MN VI LEGGE IO, IBRA - "Un uomo per cui potrei morire..."MilanNews.it
© foto di Daniele Buffa/Image Sport
sabato 26 novembre 2011, 21:00Primo Piano
di Francesco Somma
Settimo appuntamento. Milannews.it vi legge Io, Ibra, l'autobiografia di Zlatan Ibrahimovic

Ci sono persone che riescono ad influenzare le nostre scelte. Per il ruolo che ricoprono, per l’autorevolezza che sono riusciti a conquistare, o semplicemente, perché di loro ci fidiamo. Per i calciatori le persone che contano di più all’interno dello spogliatoio sono molto spesso gli allenatori, e per capirlo non c’è bisogno di leggere l’autobiografia di Zlatan Ibrahimovic . Sfogliando le pagine del libro si può però capire quali sono gli allenatori che hanno contato di più, e sono naturalmente quelli a cui lo svedese dedica ampio spazio. Abbiamo già visto quanto fondamentale sia stato il ruolo ricoperto da Fabio Capello, “uno che il rispetto non lo conquista, ma se lo prende”. Per Zlatan, Capello è l’autorità fatta persona, è un uomo che incute timore solo a guardarlo e, ai tempi della Juve, nessuno riusciva a tenere testa al suo sguardo. “Quando ti passava accanto ti veniva naturale abbassare gli occhi ed evitare di incrociare i suoi occhi”, ricorda lo svedese. Capello è l’allenatore che riesce a strappar via l’Ajax dal corpo di Zlatan: “Tutti quei tic-tac, quella ricerca del dribbling ad ogni costo, non mi interessa, a me servono i gol, solo i gol”. Insomma: una figura importante come nessun’altra.

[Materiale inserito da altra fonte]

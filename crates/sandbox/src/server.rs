//! Router construction, middleware stack, and sandbox lifecycle.

use std::path::PathBuf;

use {
    axum::{
        Router,
        extract::{DefaultBodyLimit, Request, State},
        http::{Method, StatusCode, header},
        middleware::{self, Next},
        response::{IntoResponse, Response},
        routing::{get, post},
    },
    tower_http::{
        catch_panic::CatchPanicLayer,
        cors::{Any, CorsLayer},
        request_id::{MakeRequestUuid, PropagateRequestIdLayer, SetRequestIdLayer},
        sensitive_headers::SetSensitiveHeadersLayer,
        trace::{DefaultOnRequest, DefaultOnResponse, TraceLayer},
    },
    tracing::{Level, error, info},
};

use {
    warden_config::WardenConfig,
    warden_protocol::{SANDBOX_NAME_HEADER, error_codes},
    warden_snapshots::clean_orphans,
    warden_store::JsonFileStore,
};

use crate::{
    error::ApiError,
    exec_routes, file_routes, git_routes, meta_routes, port_routes, process_routes, proxy_gate,
    snapshot_routes,
    state::{AppState, SandboxState},
};

fn build_api_routes() -> Router<AppState> {
    Router::new()
        .route("/api/ping", get(meta_routes::ping))
        .route("/api/commands", get(meta_routes::commands))
        .route("/api/execute", post(exec_routes::execute))
        .route("/api/execute/stream", post(exec_routes::execute_stream))
        .route("/api/process/start", post(process_routes::start))
        .route("/api/process/list", get(process_routes::list))
        .route("/api/process/kill-all", post(process_routes::kill_all))
        .route(
            "/api/process/{id}",
            get(process_routes::get).delete(process_routes::remove),
        )
        .route("/api/process/{id}/logs", get(process_routes::logs))
        .route(
            "/api/process/{id}/logs/stream",
            get(process_routes::stream_logs),
        )
        .route("/api/file/write", post(file_routes::write))
        .route("/api/file/read", post(file_routes::read))
        .route("/api/file/read/stream", post(file_routes::read_stream))
        .route("/api/file/delete", post(file_routes::delete))
        .route("/api/file/rename", post(file_routes::rename))
        .route("/api/file/move", post(file_routes::move_file))
        .route("/api/file/mkdir", post(file_routes::mkdir))
        .route("/api/file/list", get(file_routes::list))
        .route("/api/git/checkout", post(git_routes::checkout))
        .route("/api/expose-port", post(port_routes::expose))
        .route("/api/exposed-ports", get(port_routes::list))
        .route(
            "/api/exposed-ports/{port}",
            axum::routing::delete(port_routes::unexpose),
        )
        .route("/api/port-watch", post(port_routes::watch))
        .route("/api/snapshot/create", post(snapshot_routes::create))
        .route("/api/snapshot/apply", post(snapshot_routes::apply))
        .route(
            "/api/sandbox/name",
            get(meta_routes::get_name).post(meta_routes::set_name),
        )
        .route(
            "/api/env",
            get(meta_routes::env_list).post(meta_routes::env_set),
        )
        .route(
            "/api/env/{name}",
            axum::routing::delete(meta_routes::env_delete),
        )
        .route(
            "/api/session/{id}",
            axum::routing::delete(meta_routes::session_delete),
        )
}

/// CORS per the wire contract: any origin, the JSON API verbs, and the two
/// headers clients actually send.
fn build_cors_layer() -> CorsLayer {
    CorsLayer::new()
        .allow_origin(Any)
        .allow_methods([
            Method::GET,
            Method::POST,
            Method::PUT,
            Method::DELETE,
            Method::OPTIONS,
        ])
        .allow_headers([header::CONTENT_TYPE, header::AUTHORIZATION])
}

/// Preflights answer 204 rather than tower-http's default 200.
async fn preflight_no_content(req: Request, next: Next) -> Response {
    let is_options = req.method() == Method::OPTIONS;
    let mut resp = next.run(req).await;
    if is_options && resp.status() == StatusCode::OK {
        *resp.status_mut() = StatusCode::NO_CONTENT;
    }
    resp
}

/// After `on_error` the sandbox answers 503 until the next start.
async fn health_gate(State(state): State<AppState>, req: Request, next: Next) -> Response {
    if !state.is_healthy() {
        return ApiError::new(
            StatusCode::SERVICE_UNAVAILABLE,
            error_codes::SANDBOX_UNHEALTHY,
            "sandbox is unhealthy",
        )
        .into_response();
    }
    next.run(req).await
}

/// First sighting of `X-Sandbox-Name` sets the name; it is immutable after.
async fn adopt_name(State(state): State<AppState>, req: Request, next: Next) -> Response {
    if let Some(name) = req
        .headers()
        .get(SANDBOX_NAME_HEADER)
        .and_then(|v| v.to_str().ok())
    {
        state.adopt_name(name).await;
    }
    next.run(req).await
}

/// Build the full control-plane router.
///
/// Layer order (outermost → innermost for requests):
/// 1. `CatchPanicLayer` — converts handler panics to 500s
/// 2. health gate — 503 while unhealthy
/// 3. name adoption — set-once `X-Sandbox-Name`
/// 4. proxy gate — edge-forwarded user-port traffic bypasses the API
/// 5. `SetSensitiveHeadersLayer` — marks Authorization/Cookie as redacted
/// 6. `SetRequestIdLayer` — generates x-request-id before tracing
/// 7. `TraceLayer` — logs requests with request IDs
/// 8. preflight 204 + `CorsLayer`
/// 9. `PropagateRequestIdLayer` — copies x-request-id to the response
/// 10. `DefaultBodyLimit` (innermost) — caps JSON API bodies
pub fn build_router(state: AppState) -> Router {
    let body_limit = state.cfg.limits.request_body_bytes;
    build_api_routes()
        .with_state(state.clone())
        .layer(DefaultBodyLimit::max(body_limit))
        .layer(PropagateRequestIdLayer::x_request_id())
        .layer(build_cors_layer())
        .layer(middleware::from_fn(preflight_no_content))
        .layer(
            TraceLayer::new_for_http()
                .on_request(DefaultOnRequest::new().level(Level::DEBUG))
                .on_response(DefaultOnResponse::new().level(Level::DEBUG)),
        )
        .layer(SetRequestIdLayer::x_request_id(MakeRequestUuid))
        .layer(SetSensitiveHeadersLayer::new([
            header::AUTHORIZATION,
            header::COOKIE,
        ]))
        .layer(middleware::from_fn_with_state(
            state.clone(),
            proxy_gate::proxy_gate,
        ))
        .layer(middleware::from_fn_with_state(state.clone(), adopt_name))
        .layer(middleware::from_fn_with_state(state, health_gate))
        .layer(CatchPanicLayer::new())
}

/// The per-sandbox supervisor: composition of the HTTP server, process
/// supervisor, port registry, snapshot engine, and persistent store, with
/// lifecycle hooks invoked by the hosting runtime.
pub struct Sandbox {
    pub state: AppState,
}

impl Sandbox {
    /// Open persistent state and assemble the sandbox.
    pub async fn new(cfg: WardenConfig) -> anyhow::Result<Self> {
        let state_path = if cfg.sandbox.state_file.is_empty() {
            warden_store::default_state_path(&warden_config::data_dir())
        } else {
            PathBuf::from(&cfg.sandbox.state_file)
        };
        let store = JsonFileStore::open(state_path).await?;
        let state = SandboxState::new(cfg, store).await?;
        Ok(Self { state })
    }

    pub fn from_state(state: AppState) -> Self {
        Self { state }
    }

    pub fn router(&self) -> Router {
        build_router(self.state.clone())
    }

    /// Startup: ensure the workspace exists, sweep snapshot leftovers, go
    /// healthy.
    pub async fn on_start(&self) {
        let workspace = PathBuf::from(&self.state.cfg.sandbox.workspace_root);
        if let Err(e) = tokio::fs::create_dir_all(&workspace).await {
            error!(path = %workspace.display(), error = %e, "failed to create workspace root");
        }
        let mut swept = clean_orphans(&workspace).await;
        if let Some(parent) = workspace.parent() {
            swept += clean_orphans(parent).await;
        }
        if swept > 0 {
            info!(swept, "cleaned snapshot orphans");
        }
        self.state.mark_healthy();
        info!(
            name = ?self.state.name().await,
            port = self.state.cfg.sandbox.port,
            "sandbox control plane ready"
        );
    }

    /// Drain: kill every non-terminal process, flush persistent state.
    pub async fn on_stop(&self) {
        self.state.supervisor.shutdown().await;
        if let Err(e) = self.state.store.flush().await {
            error!(error = %e, "failed to flush store during shutdown");
        }
        info!("sandbox control plane stopped");
    }

    /// Mark the sandbox unhealthy; requests answer 503 until the next start.
    pub fn on_error(&self, err: &anyhow::Error) {
        error!(error = %err, "sandbox entered error state");
        self.state.mark_unhealthy();
    }

    /// Bind and serve until SIGTERM/ctrl-c, then drain.
    pub async fn serve(self) -> anyhow::Result<()> {
        let bind = (
            self.state.cfg.sandbox.bind.clone(),
            self.state.cfg.sandbox.port,
        );
        let listener = tokio::net::TcpListener::bind(bind).await?;
        info!(addr = %listener.local_addr()?, "control plane listening");

        self.on_start().await;
        let router = self.router();
        axum::serve(listener, router)
            .with_graceful_shutdown(shutdown_signal())
            .await?;
        self.on_stop().await;
        Ok(())
    }
}

async fn shutdown_signal() {
    let ctrl_c = async {
        let _ = tokio::signal::ctrl_c().await;
    };
    let sigterm = async {
        match tokio::signal::unix::signal(tokio::signal::unix::SignalKind::terminate()) {
            Ok(mut stream) => {
                stream.recv().await;
            },
            Err(_) => std::future::pending().await,
        }
    };
    tokio::select! {
        _ = ctrl_c => {},
        _ = sigterm => {},
    }
    info!("shutdown signal received");
}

Almeno fino a quando non si arriva al capitolo dedicato a José Mourinho, “un uomo per cui potrei morire”. Zlatan Ibrahimovic parla di Mourinho come di un allenatore unico, diverso da tutti gli altri, “capace di controllare la psicologia dei giocatori come non ho mai visto fare a nessuno”. Tra i due c’è un buon rapporto ancora prima dei tempi dell’Inter. Ibra ricorda un sms al termine di una partita disputata con la Svezia. “Bella partita”, disse José, elargendo poi alcuni consigli all’attaccante. José Mourinho è uno che vive di calcio, non perché di mestiere fa l’allenatore, ma perché si impegna al 110% nella preparazione delle partite e in tutto quello che fa.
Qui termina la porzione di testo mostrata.